As a first-time CEO, Jennifer says she expected everything to be perfect, from both herself and her team. When things went wrong, she didn’t handle it as well as she could have.

Jennifer realized:

  • You can’t make everyone happy all the time, and you can’t win or even fight every battle.

  • Your position is a lonely one; you have to be able to regulate your own feelings and inspire your employees even in bad times.

  • But don’t be so independent that you can’t ask your employees for help when you need it.

  • You have to bring out the best in everything: people, product, and customer relationships.
  • It’s better to learn and improve than show others how well you do things.

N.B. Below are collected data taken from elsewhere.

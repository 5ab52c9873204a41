use std::sync::{Arc, Mutex, PoisonError};
use std::time::{Duration, Instant};

use crossbeam_channel::{Receiver, RecvTimeoutError, Sender, TryRecvError};

/// Cancelling drops the only sender of an internal channel, so every clone
/// sees the disconnect at once, including inside `select!`.
#[derive(Clone)]
pub struct CancelToken {
    sender: Arc<Mutex<Option<Sender<()>>>>,
    receiver: Receiver<()>,
}

impl CancelToken {
    pub fn new() -> Self {
        let (tx, rx) = crossbeam_channel::bounded(0);
        Self {
            sender: Arc::new(Mutex::new(Some(tx))),
            receiver: rx,
        }
    }

    /// Cancel every clone of this token. Idempotent.
    pub fn cancel(&self) {
        let mut sender = self.sender.lock().unwrap_or_else(PoisonError::into_inner);
        if sender.take().is_some() {
            log::debug!("Cancellation requested");
        }
    }

    pub fn is_cancelled(&self) -> bool {
        matches!(self.receiver.try_recv(), Err(TryRecvError::Disconnected))
    }

    /// Sleep for `timeout`, waking early on cancellation.
    /// Returns true if the token was cancelled.
    pub fn wait_timeout(&self, timeout: Duration) -> bool {
        matches!(
            self.receiver.recv_timeout(timeout),
            Err(RecvTimeoutError::Disconnected)
        )
    }

    /// Sleep until `deadline`, waking early on cancellation.
    pub fn wait_until(&self, deadline: Instant) -> bool {
        self.wait_timeout(deadline.saturating_duration_since(Instant::now()))
    }

    /// Receiver that disconnects on cancellation, for use in `select!`.
    pub fn receiver(&self) -> &Receiver<()> {
        &self.receiver
    }
}

impl Default for CancelToken {
    fn default() -> Self {
        Self::new()
    }
}
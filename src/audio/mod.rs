pub mod buffers;
pub mod capture;
pub mod decode;
pub mod device;
pub mod pipeline;
pub mod replay;
pub mod spectrum;
pub mod window;
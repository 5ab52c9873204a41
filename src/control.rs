use std::time::{Duration, Instant};

use serde::Deserialize;
use thiserror::Error;

use crate::actuator::{Actuator, TransportError};
use crate::audio::buffers::BarView;
use crate::audio::pipeline::BarPipeline;
use crate::cancel::CancelToken;

/// Anything the loop can poll for bars.
pub trait BarSource {
    /// Call `f` with the current bars. Returns false if no bars exist yet.
    fn with_bars(&self, f: &mut dyn FnMut(&BarView<'_>)) -> bool;
}

impl BarSource for BarPipeline {
    fn with_bars(&self, f: &mut dyn FnMut(&BarView<'_>)) -> bool {
        self.view(|view| f(view)).is_some()
    }
}

/// Maps a band amplitude onto `[min, max]` percent in steps of `modulus`.
#[derive(Clone, Copy, Debug, PartialEq)]
pub struct IntensityMap {
    pub min: i32,
    pub max: i32,
    /// Amplitude that maps to `max`; louder input is clamped.
    pub ceiling: f32,
    pub modulus: i32,
}

impl Default for IntensityMap {
    fn default() -> Self {
        Self {
            min: 0,
            max: 100,
            ceiling: 15.0,
            modulus: 1,
        }
    }
}

impl IntensityMap {
    pub fn validate(&self) -> Result<(), LoopError> {
        if !(0 <= self.min && self.min <= self.max && self.max <= 100) {
            return Err(LoopError::InvalidSettings(format!(
                "intensity range [{}, {}] must lie within [0, 100]",
                self.min, self.max
            )));
        }
        if !(self.ceiling > 0.0 && self.ceiling.is_finite()) {
            return Err(LoopError::InvalidSettings(format!(
                "ceiling {} must be positive",
                self.ceiling
            )));
        }
        if self.modulus < 1 {
            return Err(LoopError::InvalidSettings(format!(
                "modulus {} must be at least 1",
                self.modulus
            )));
        }
        Ok(())
    }

    pub fn percentage(&self, amplitude: f32) -> i32 {
        let amplitude = if amplitude.is_nan() { 0.0 } else { amplitude };
        let ratio = amplitude.clamp(0.0, self.ceiling) / self.ceiling;
        self.min + (ratio * (self.max - self.min) as f32).round() as i32
    }

    pub fn intensity(&self, amplitude: f32) -> i32 {
        quantize(self.percentage(amplitude), self.modulus)
    }
}

/// Round `pct` down to a multiple of `modulus`.
pub fn quantize(pct: i32, modulus: i32) -> i32 {
    if modulus <= 1 {
        return pct;
    }
    pct - pct.rem_euclid(modulus)
}

/// Remembers the last dispatched value and suppresses repeats.
#[derive(Clone, Copy, Debug, Default)]
pub struct Debouncer {
    last: Option<i32>,
}

impl Debouncer {
    pub fn with_last(last: i32) -> Self {
        Self { last: Some(last) }
    }

    /// True if `value` differs from the last accepted value.
    pub fn should_send(&self, value: i32) -> bool {
        self.last != Some(value)
    }

    pub fn accept(&mut self, value: i32) {
        self.last = Some(value);
    }

    pub fn forget(&mut self) {
        self.last = None;
    }
}

/// What the loop does when a dispatch fails.
#[derive(Clone, Copy, Debug, Default, PartialEq, Eq, Deserialize, clap::ValueEnum)]
#[serde(rename_all = "lowercase")]
pub enum FailurePolicy {
    /// Stop the loop and return the error.
    #[default]
    Abort,
    /// Log the error and try again on the next tick.
    Continue,
}

#[derive(Clone, Debug)]
pub struct LoopSettings {
    pub tick: Duration,
    pub channel: usize,
    pub band: usize,
    pub map: IntensityMap,
    pub on_error: FailurePolicy,
}

impl Default for LoopSettings {
    fn default() -> Self {
        Self {
            tick: Duration::from_secs(1) / 30,
            channel: 0,
            band: 2,
            map: IntensityMap::default(),
            on_error: FailurePolicy::Abort,
        }
    }
}

#[derive(Debug, Error)]
pub enum LoopError {
    #[error("invalid control settings: {0}")]
    InvalidSettings(String),
    #[error("failed to change intensity")]
    Transport(#[from] TransportError),
}

/// Outcome of a single tick.
#[derive(Clone, Copy, Debug, PartialEq, Eq)]
pub enum Tick {
    /// The pipeline has no bars yet.
    Idle,
    /// The value matched the last one sent.
    Unchanged(i32),
    Sent(i32),
}

#[derive(Clone, Copy, Debug, Default, PartialEq, Eq)]
pub struct LoopStats {
    pub ticks: u64,
    pub sent: u64,
    pub failures: u64,
}

pub struct ActuationLoop<'a, S: BarSource + ?Sized, A: Actuator + ?Sized> {
    source: &'a S,
    actuator: &'a mut A,
    settings: LoopSettings,
    debounce: Debouncer,
}

impl<'a, S: BarSource + ?Sized, A: Actuator + ?Sized> ActuationLoop<'a, S, A> {
    pub fn new(source: &'a S, actuator: &'a mut A, settings: LoopSettings) -> Result<Self, LoopError> {
        settings.map.validate()?;
        if settings.tick.is_zero() {
            return Err(LoopError::InvalidSettings("tick period must be positive".into()));
        }
        Ok(Self {
            source,
            actuator,
            settings,
            debounce: Debouncer::default(),
        })
    }

    /// Start as if `last` had already been sent.
    pub fn with_last_sent(mut self, last: i32) -> Self {
        self.debounce = Debouncer::with_last(last);
        self
    }

    /// Sample, compare, and maybe dispatch once.
    pub fn tick(&mut self) -> Result<Tick, TransportError> {
        let (channel, band) = (self.settings.channel, self.settings.band);
        let mut amplitude = None;
        let ready = self.source.with_bars(&mut |view| amplitude = view.get(channel, band));
        if !ready {
            return Ok(Tick::Idle);
        }

        // A band outside the view reads as silence.
        let intensity = self.settings.map.intensity(amplitude.unwrap_or(0.0));
        if !self.debounce.should_send(intensity) {
            return Ok(Tick::Unchanged(intensity));
        }

        self.actuator.send(intensity)?;
        self.debounce.accept(intensity);
        Ok(Tick::Sent(intensity))
    }

    /// Tick at the configured rate until `cancel` fires, or until a dispatch
    /// fails under [`FailurePolicy::Abort`].
    pub fn run(&mut self, cancel: &CancelToken) -> Result<LoopStats, LoopError> {
        let mut stats = LoopStats::default();
        let mut last_tick = Instant::now();
        let mut deadline = last_tick;

        while !cancel.is_cancelled() {
            stats.ticks += 1;
            match self.tick() {
                Ok(Tick::Sent(_)) => stats.sent += 1,
                Ok(_) => {}
                Err(err) => {
                    stats.failures += 1;
                    match self.settings.on_error {
                        FailurePolicy::Abort => return Err(err.into()),
                        FailurePolicy::Continue if err.is_retryable() => {
                            log::warn!("Failed to change intensity, retrying: {}", err);
                            self.debounce.forget();
                        }
                        FailurePolicy::Continue => return Err(err.into()),
                    }
                }
            }

            let now = Instant::now();
            log::debug!("Latency: {}ms", now.duration_since(last_tick).as_millis());
            last_tick = now;

            deadline += self.settings.tick;
            if deadline < now {
                // Fell behind (slow dispatch); don't burst to catch up.
                deadline = now;
            }
            if cancel.wait_until(deadline) {
                break;
            }
        }

        Ok(stats)
    }
}
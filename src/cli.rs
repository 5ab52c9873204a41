use clap::Parser;
use std::path::PathBuf;

use crate::audio::spectrum::Distribution;
use crate::audio::window::WindowFn;
use crate::config::Backend;
use crate::control::FailurePolicy;

#[derive(Parser, Debug)]
#[command(name = "bulbsync", about = "Drive a dimmable light from live audio")]
pub struct Cli {
    /// Config file (default: ./bulbsync.toml or the user config dir)
    #[arg(short, long)]
    pub config: Option<PathBuf>,

    /// Dimmer endpoint: http://host or mqtt://host[:port]/base/topic
    #[arg(short, long, env = "BULBSYNC_URL")]
    pub url: Option<String>,

    /// Username for the endpoint (overrides the URL's)
    #[arg(long, env = "BULBSYNC_USERNAME")]
    pub username: Option<String>,

    /// Password for the endpoint (overrides the URL's)
    #[arg(long, env = "BULBSYNC_PASSWORD", hide_env_values = true)]
    pub password: Option<String>,

    /// Remember the endpoint URL (password redacted) after connecting
    #[arg(long)]
    pub save_url: bool,

    /// Send a single intensity (0-100) and exit
    #[arg(long, value_name = "PERCENT", allow_negative_numbers = true)]
    pub set: Option<i32>,

    /// Log intensities instead of sending them
    #[arg(long)]
    pub dry_run: bool,

    /// List audio input devices and exit
    #[arg(long)]
    pub list_devices: bool,

    /// Capture backend
    #[arg(short, long, value_enum)]
    pub backend: Option<Backend>,

    /// Input device name (cpal backend)
    #[arg(short, long)]
    pub device: Option<String>,

    /// Audio file to replay (file backend)
    #[arg(short, long)]
    pub file: Option<PathBuf>,

    /// Capture sample rate in Hz
    #[arg(long)]
    pub sample_rate: Option<u32>,

    /// Samples per channel per frame
    #[arg(long)]
    pub sample_size: Option<usize>,

    /// Number of frequency bands
    #[arg(long)]
    pub bars: Option<usize>,

    /// Spectrum smoothing factor (0.0-1.0)
    #[arg(long)]
    pub smoothing: Option<f32>,

    /// FFT window function
    #[arg(long, value_enum)]
    pub window: Option<WindowFn>,

    /// Band weighting
    #[arg(long, value_enum)]
    pub distribution: Option<Distribution>,

    /// Control loop rate in Hz
    #[arg(long)]
    pub tick_hz: Option<f32>,

    /// Channel to follow (0 = left, 1 = right)
    #[arg(long)]
    pub channel: Option<usize>,

    /// Band to follow
    #[arg(long)]
    pub band: Option<usize>,

    /// Band amplitude that maps to full brightness
    #[arg(long)]
    pub ceiling: Option<f32>,

    /// Lowest intensity percentage
    #[arg(long)]
    pub min: Option<i32>,

    /// Highest intensity percentage
    #[arg(long)]
    pub max: Option<i32>,

    /// Only change intensity in steps of this size
    #[arg(long)]
    pub modulus: Option<i32>,

    /// What to do when sending an intensity fails
    #[arg(long, value_enum)]
    pub on_error: Option<FailurePolicy>,

    /// MQTT QoS: 0 fire-and-forget, 1 wait for acknowledgement
    #[arg(long, value_parser = clap::value_parser!(u8).range(0..=1))]
    pub qos: Option<u8>,

    /// Network timeout in milliseconds (default: wait indefinitely)
    #[arg(long)]
    pub timeout_ms: Option<u64>,
}
impl BarPipeline {
    pub fn new(config: PipelineConfig) -> Self {
        Self {
            config,
            shared: Mutex::new(Shared::default()),
        }
    }

    pub fn config(&self) -> &PipelineConfig {
        &self.config
    }

    pub fn state(&self) -> PipelineState {
        match self.lock().running {
            Some(_) => PipelineState::Running,
            None => PipelineState::Uninitialized,
        }
    }

    /// Allocate the buffers, open a capture session on `backend` and feed it
    /// into this pipeline until the session ends or `cancel` fires.
    ///
    /// Blocks for the whole session, so run it on its own thread. May only
    /// succeed once per pipeline.
    pub fn start(self: &Arc<Self>, backend: &dyn CaptureBackend, cancel: &CancelToken) -> Result<(), StartError> {
        let session = self.init(backend)?;
        log::info!(
            "Capture session started: {} backend, {}Hz, {} samples, {} bars",
            backend.name(),
            self.config.sample_rate,
            self.config.sample_size,
            self.config.bars
        );

        let sink: Arc<dyn FrameSink> = self.clone();
        session.run(cancel, sink).map_err(StartError::Session)?;

        log::info!("Capture session ended");
        Ok(())
    }

    fn init(&self, backend: &dyn CaptureBackend) -> Result<Box<dyn CaptureSession>, StartError> {
        let mut shared = self.lock();
        if shared.running.is_some() {
            return Err(StartError::AlreadyRunning);
        }
        self.config.validate()?;

        let session = backend
            .start_session(&self.config.session_config())
            .map_err(StartError::Backend)?;
        shared.running = Some(Running::allocate(&self.config));
        Ok(session)
    }

    /// Copy one interleaved frame into the read buffer. Frames arriving
    /// before `start` or with the wrong length are dropped.
    pub fn process_frame(&self, frame: &[f32]) {
        let mut shared = self.lock();
        let Some(running) = shared.running.as_mut() else {
            return;
        };
        if !running.frames.write_frame(frame) {
            log::warn!(
                "Dropping malformed frame: {} samples, expected {}",
                frame.len(),
                running.frames.frame_len()
            );
            return;
        }
        running.frames.swap_to_read();
        running.copied += 1;
        log::trace!("Copied frame {}", running.copied);
    }

    /// Recompute the bars if a new frame arrived, then hand them to `f`.
    /// Returns `None` without calling `f` if the pipeline has not started.
    pub fn view<R>(&self, f: impl FnOnce(&BarView<'_>) -> R) -> Option<R> {
        let mut shared = self.lock();
        let running = shared.running.as_mut()?;
        running.recompute();
        Some(f(&running.bars.view()))
    }

    fn lock(&self) -> MutexGuard<'_, Shared> {
        self.shared.lock().unwrap_or_else(PoisonError::into_inner)
    }
}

  • Stay on top of what’s going on in your company and how things can be improved. But stick to the important stuff; don’t get bogged down in the details.

Your Relationship with your Board

How you build and manage your board of directors may determine the direction of your company. For instance, if a private equity firm is your sole investor, you will have to do what that firm wants, and hire people who align with that vision.

Jennifer realized:

  • If you’re in a majority ownership situation, try to get independents on your board — people who won’t be acting in your investor’s interests and have relevant experience. You need another CEO on your board who can relate to what you’re going through.

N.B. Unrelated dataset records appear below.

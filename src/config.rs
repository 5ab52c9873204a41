use anyhow::{Context, Result};
use reqwest::Url;
use serde::Deserialize;
use std::path::{Path, PathBuf};
use std::time::Duration;

use crate::actuator::{TransportOptions, REDACTED_PASSWORD};
use crate::audio::pipeline::PipelineConfig;
use crate::audio::spectrum::Distribution;
use crate::audio::window::WindowFn;
use crate::control::{FailurePolicy, IntensityMap, LoopSettings};

#[derive(Debug, Default, Deserialize)]
pub struct Config {
    #[serde(default)]
    pub audio: AudioConfig,
    #[serde(default)]
    pub control: ControlConfig,
    #[serde(default)]
    pub actuator: ActuatorConfig,
}

#[derive(Clone, Copy, Debug, Default, PartialEq, Eq, Deserialize, clap::ValueEnum)]
#[serde(rename_all = "lowercase")]
pub enum Backend {
    /// Live input device
    #[default]
    Cpal,
    /// Replay an audio file in real time
    File,
    /// Endless silence
    Silence,
}

#[derive(Debug, Deserialize)]
pub struct AudioConfig {
    #[serde(default)]
    pub backend: Backend,
    #[serde(default)]
    pub device: Option<String>,
    #[serde(default)]
    pub file: Option<PathBuf>,
    #[serde(default = "default_sample_rate")]
    pub sample_rate: u32,
    #[serde(default = "default_sample_size")]
    pub sample_size: usize,
    #[serde(default = "default_bars")]
    pub bars: usize,
    #[serde(default)]
    pub smoothing: f32,
    #[serde(default)]
    pub window: WindowFn,
    #[serde(default)]
    pub distribution: Distribution,
}

#[derive(Debug, Deserialize)]
pub struct ControlConfig {
    #[serde(default = "default_tick_hz")]
    pub tick_hz: f32,
    #[serde(default)]
    pub channel: usize,
    #[serde(default = "default_band")]
    pub band: usize,
    #[serde(default = "default_ceiling")]
    pub ceiling: f32,
    #[serde(default)]
    pub min: i32,
    #[serde(default = "default_max")]
    pub max: i32,
    #[serde(default = "default_modulus")]
    pub modulus: i32,
    #[serde(default)]
    pub on_error: FailurePolicy,
}

#[derive(Debug, Deserialize)]
pub struct ActuatorConfig {
    #[serde(default)]
    pub url: Option<String>,
    #[serde(default = "default_qos")]
    pub qos: u8,
    #[serde(default)]
    pub timeout_ms: Option<u64>,
    #[serde(default = "default_client_id")]
    pub client_id: String,
}

impl Default for AudioConfig {
    fn default() -> Self {
        Self {
            backend: Backend::default(),
            device: None,
            file: None,
            sample_rate: default_sample_rate(),
            sample_size: default_sample_size(),
            bars: default_bars(),
            smoothing: 0.0,
            window: WindowFn::default(),
            distribution: Distribution::default(),
        }
    }
}

impl Default for ControlConfig {
    fn default() -> Self {
        Self {
            tick_hz: default_tick_hz(),
            channel: 0,
            band: default_band(),
            ceiling: default_ceiling(),
            min: 0,
            max: default_max(),
            modulus: default_modulus(),
            on_error: FailurePolicy::default(),
        }
    }
}

impl Default for ActuatorConfig {
    fn default() -> Self {
        Self {
            url: None,
            qos: default_qos(),
            timeout_ms: None,
            client_id: default_client_id(),
        }
    }
}

fn default_sample_rate() -> u32 { 16000 }
fn default_sample_size() -> usize { 500 }
fn default_bars() -> usize { 10 }
fn default_tick_hz() -> f32 { 30.0 }
fn default_band() -> usize { 2 }
fn default_ceiling() -> f32 { 15.0 }
fn default_max() -> i32 { 100 }
fn default_modulus() -> i32 { 1 }
fn default_qos() -> u8 { 1 }
fn default_client_id() -> String { "bulbsync".into() }

impl Config {
    pub fn pipeline(&self) -> PipelineConfig {
        PipelineConfig {
            device: self.audio.device.clone(),
            sample_rate: self.audio.sample_rate,
            sample_size: self.audio.sample_size,
            bars: self.audio.bars,
            smoothing: self.audio.smoothing,
            window: self.audio.window,
            distribution: self.audio.distribution,
        }
    }

    pub fn loop_settings(&self) -> Result<LoopSettings> {
        let c = &self.control;
        if !(c.tick_hz > 0.0 && c.tick_hz.is_finite()) {
            anyhow::bail!("tick rate must be positive, got {}", c.tick_hz);
        }
        if c.channel >= crate::audio::pipeline::CHANNELS {
            anyhow::bail!("channel {} does not exist (stereo input)", c.channel);
        }
        if c.band >= self.audio.bars {
            anyhow::bail!("band {} is outside the {} configured bars", c.band, self.audio.bars);
        }
        let tick = Duration::try_from_secs_f64(1.0 / c.tick_hz as f64)
            .with_context(|| format!("tick rate {} Hz is too slow", c.tick_hz))?;
        Ok(LoopSettings {
            tick,
            channel: c.channel,
            band: c.band,
            map: IntensityMap {
                min: c.min,
                max: c.max,
                ceiling: c.ceiling,
                modulus: c.modulus,
            },
            on_error: c.on_error,
        })
    }

    pub fn transport(&self) -> Result<TransportOptions> {
        if self.actuator.qos > 1 {
            anyhow::bail!("qos must be 0 or 1, got {}", self.actuator.qos);
        }
        Ok(TransportOptions {
            timeout: self.actuator.timeout_ms.map(Duration::from_millis),
            qos: self.actuator.qos,
            client_id: self.actuator.client_id.clone(),
        })
    }
}

pub fn load_config(path: &Path) -> Result<Config> {
    let content = std::fs::read_to_string(path)
        .with_context(|| format!("Failed to read config: {}", path.display()))?;
    toml::from_str(&content).with_context(|| format!("Failed to parse config: {}", path.display()))
}

/// Where the last successfully used endpoint URL is remembered.
pub fn saved_url_path() -> Option<PathBuf> {
    dirs::config_dir().map(|dir| dir.join("bulbsync").join("url"))
}

pub fn load_saved_url(path: &Path) -> Option<String> {
    let content = std::fs::read_to_string(path).ok()?;
    let raw = content.trim();
    match Url::parse(raw) {
        Ok(_) => Some(raw.to_string()),
        Err(err) => {
            log::warn!("Invalid saved URL in {}: {}", path.display(), err);
            None
        }
    }
}

/// Persist `raw` with its password replaced by a placeholder.
pub fn save_url(path: &Path, raw: &str) -> Result<()> {
    let redacted = redact_url(raw)?;
    if let Some(parent) = path.parent() {
        std::fs::create_dir_all(parent)
            .with_context(|| format!("Failed to create config dir: {}", parent.display()))?;
    }
    std::fs::write(path, redacted).with_context(|| format!("Failed to save URL: {}", path.display()))
}

pub fn redact_url(raw: &str) -> Result<String> {
    let mut url = Url::parse(raw.trim()).context("Invalid URL")?;
    if url.password().is_some() {
        let _ = url.set_password(Some(REDACTED_PASSWORD));
    }
    Ok(url.to_string())
}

  • At PagerDuty, she kicked all the observers out of board meetings and told board members that she was here to manage the business, not the board.

  • Just don’t let the board run you.

It Starts with Talent

This industry places more importance on the product your company produces than the people who produce it. Jennifer thinks it should be the other way around; all about the people.

Jennifer realized:

  • You have to recruit good people to work for you, get the best out of them, and give them reasons to stay.

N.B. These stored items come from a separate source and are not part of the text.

use std::thread::{self, JoinHandle};
use std::time::Duration;

use crossbeam_channel::{Receiver, RecvTimeoutError, Sender};
use rumqttc::{
    Client, ClientError, Connection, ConnectReturnCode, ConnectionError, Event, MqttOptions, Outgoing, Packet, QoS,
};

use super::{validate_intensity, Actuator, Credentials, TransportError, TransportOptions};
use crate::cancel::CancelToken;

const KEEP_ALIVE: Duration = Duration::from_secs(60);
const RECONNECT_DELAY: Duration = Duration::from_secs(1);

/// What the connection driver reports back to `send`.
#[derive(Debug)]
enum Signal {
    Ack,
    Lost,
}

/// Publishes intensities to `{base}/cmnd/Dimmer`. A background thread owns
/// the connection and reconnects after the broker goes away.
pub struct MqttDimmer {
    client: Client,
    topic: String,
    qos: QoS,
    timeout: Option<Duration>,
    signals: Receiver<Signal>,
    stop: CancelToken,
    driver: Option<JoinHandle<()>>,
}

impl MqttDimmer {
    /// Connect and wait for the broker to accept the session.
    pub fn connect(
        host: &str,
        port: u16,
        credentials: Option<&Credentials>,
        base_topic: &str,
        options: &TransportOptions,
    ) -> Result<Self, TransportError> {
        let mut mqtt_options = MqttOptions::new(options.client_id.clone(), host, port);
        mqtt_options.set_keep_alive(KEEP_ALIVE);
        mqtt_options.set_clean_session(true);
        if let Some(creds) = credentials {
            mqtt_options.set_credentials(creds.username.clone(), creds.password.clone().unwrap_or_default());
        }

        let (client, mut connection) = Client::new(mqtt_options, 10);
        wait_for_connack(&mut connection, options.timeout)?;

        let (signal_tx, signal_rx) = crossbeam_channel::unbounded();
        let stop = CancelToken::new();
        let driver = {
            let stop = stop.clone();
            thread::Builder::new()
                .name("mqtt-driver".into())
                .spawn(move || drive(connection, signal_tx, stop))?
        };

        Ok(Self {
            client,
            topic: dimmer_topic(base_topic),
            qos: QoS::AtLeastOnce,
            timeout: options.timeout,
            signals: signal_rx,
            stop,
            driver: Some(driver),
        })
    }

    /// Whether `send` waits for the broker to acknowledge each publish.
    pub fn set_blocking(&mut self, blocking: bool) {
        self.qos = if blocking { QoS::AtLeastOnce } else { QoS::AtMostOnce };
    }

    pub fn topic(&self) -> &str {
        &self.topic
    }

    fn wait_for_ack(&self) -> Result<(), TransportError> {
        let signal = match self.timeout {
            Some(timeout) => self.signals.recv_timeout(timeout).map_err(|e| match e {
                RecvTimeoutError::Timeout => TransportError::Timeout("publish acknowledgement"),
                RecvTimeoutError::Disconnected => TransportError::Closed,
            })?,
            None => self.signals.recv().map_err(|_| TransportError::Closed)?,
        };
        match signal {
            Signal::Ack => Ok(()),
            // The publish stays queued and goes out again once reconnected.
            Signal::Lost => Err(TransportError::Disconnected),
        }
    }
}

impl Actuator for MqttDimmer {
    fn send(&mut self, intensity: i32) -> Result<(), TransportError> {
        let level = validate_intensity(intensity)?;
        if self.driver.is_none() {
            return Err(TransportError::Closed);
        }

        // Only one publish is ever in flight, so anything still queued is stale.
        while self.signals.try_recv().is_ok() {}

        // Never block the caller on a full request queue while reconnecting.
        match self
            .client
            .try_publish(self.topic.as_str(), self.qos, false, level.to_string().into_bytes())
        {
            Ok(()) => {}
            Err(ClientError::Request(_)) => return Err(TransportError::Closed),
            Err(err) => return Err(err.into()),
        }
        if self.qos == QoS::AtLeastOnce {
            self.wait_for_ack()?;
        }

        log::debug!("Published {} to {}", level, self.topic);
        Ok(())
    }

    fn close(&mut self) {
        let Some(driver) = self.driver.take() else {
            return;
        };
        self.stop.cancel();
        if let Err(err) = self.client.try_disconnect() {
            log::warn!("Failed to disconnect from broker: {}", err);
        }
        if driver.join().is_err() {
            log::warn!("MQTT driver thread panicked");
        }
        log::info!("Disconnected from broker");
    }
}

impl Drop for MqttDimmer {
    fn drop(&mut self) {
        self.close();
    }
}

/// `{base}/cmnd/Dimmer`, or `cmnd/Dimmer` without a base.
pub fn dimmer_topic(base: &str) -> String {
    let base = base.trim_matches('/');
    if base.is_empty() {
        "cmnd/Dimmer".to_string()
    } else {
        format!("{}/cmnd/Dimmer", base)
    }
}

fn wait_for_connack(connection: &mut Connection, timeout: Option<Duration>) -> Result<(), TransportError> {
    loop {
        let event = match timeout {
            Some(timeout) => connection
                .recv_timeout(timeout)
                .map_err(|_| TransportError::Timeout("connect acknowledgement"))?,
            None => connection.recv().map_err(|_| TransportError::Disconnected)?,
        };
        match event {
            Ok(Event::Incoming(Packet::ConnAck(ack))) => {
                if ack.code != ConnectReturnCode::Success {
                    return Err(TransportError::ConnectRefused(ack.code));
                }
                return Ok(());
            }
            Ok(_) => continue,
            Err(ConnectionError::ConnectionRefused(code)) => return Err(TransportError::ConnectRefused(code)),
            Err(err) => return Err(TransportError::Connect(err)),
        }
    }
}

/// Runs the connection's event loop, forwarding publish acks and lost
/// connections. Polling again after an error reconnects, so this only returns
/// once we disconnect or `stop` fires; then the signal channel closes.
fn drive(mut connection: Connection, signals: Sender<Signal>, stop: CancelToken) {
    let mut lost = false;
    for event in connection.iter() {
        match event {
            Ok(Event::Incoming(Packet::PubAck(_))) => {
                let _ = signals.send(Signal::Ack);
            }
            // Closing while the disconnect request could not be queued.
            Ok(Event::Incoming(Packet::ConnAck(_))) if stop.is_cancelled() => break,
            Ok(Event::Incoming(Packet::ConnAck(_))) if lost => {
                log::info!("Reconnected to broker");
                lost = false;
            }
            Ok(Event::Outgoing(Outgoing::Disconnect)) => break,
            Ok(_) => {}
            Err(err) => {
                if stop.is_cancelled() {
                    break;
                }
                if lost {
                    log::debug!("Reconnect failed: {}", err);
                } else {
                    log::warn!("MQTT connection lost, reconnecting: {}", err);
                    lost = true;
                }
                let _ = signals.send(Signal::Lost);
                if stop.wait_timeout(RECONNECT_DELAY) {
                    break;
                }
            }
        }
    }
}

  • Don’t hire for the short-term. Hire the people who will add value to your company two to three years down the line.

  • A company culture that supports and appreciates your talent is essential.

  • Break up the daily grind; find ways to inject fun and camaraderie into the place where your employees spend the majority of their waking hours.

Make Company Culture an Integral Part of your Business

Each room in PagerDuty’s office has a poster declaring its five values:

  • Championing the customer

  • Bringing your authentic self to work

  • A company culture that supports and appreciates your talent is essential.

  • Taking the lead

  • Acting and owning

  • Running together

Employees know this is what’s expected of them and their co-workers.

Jennifer realized:

A good company culture must come from the top. If you get the culture right, you’ll attract and retain the best talent. Good strategy and product will come from those people.

Make Inclusiveness Part of That Culture

Most Silicon Valley companies struggle to find diverse talent, claiming that there just isn’t any in the pipeline. Some see it as an afterthought and not part of a good business strategy.

Jennifer realized:

  • If the “pipeline” doesn’t have the talent you want, find another one. Try different cities and people with different backgrounds that still lend themselves to the skills you’re looking for. Don’t be myopic.

  • Make diversity a strategic imperative, not just something that would be nice to have.

  • Diversity should be part of the hiring process from the candidates to the interviewing panel.

  • Studies have shown that an inclusive team will always outperform a non-inclusive team.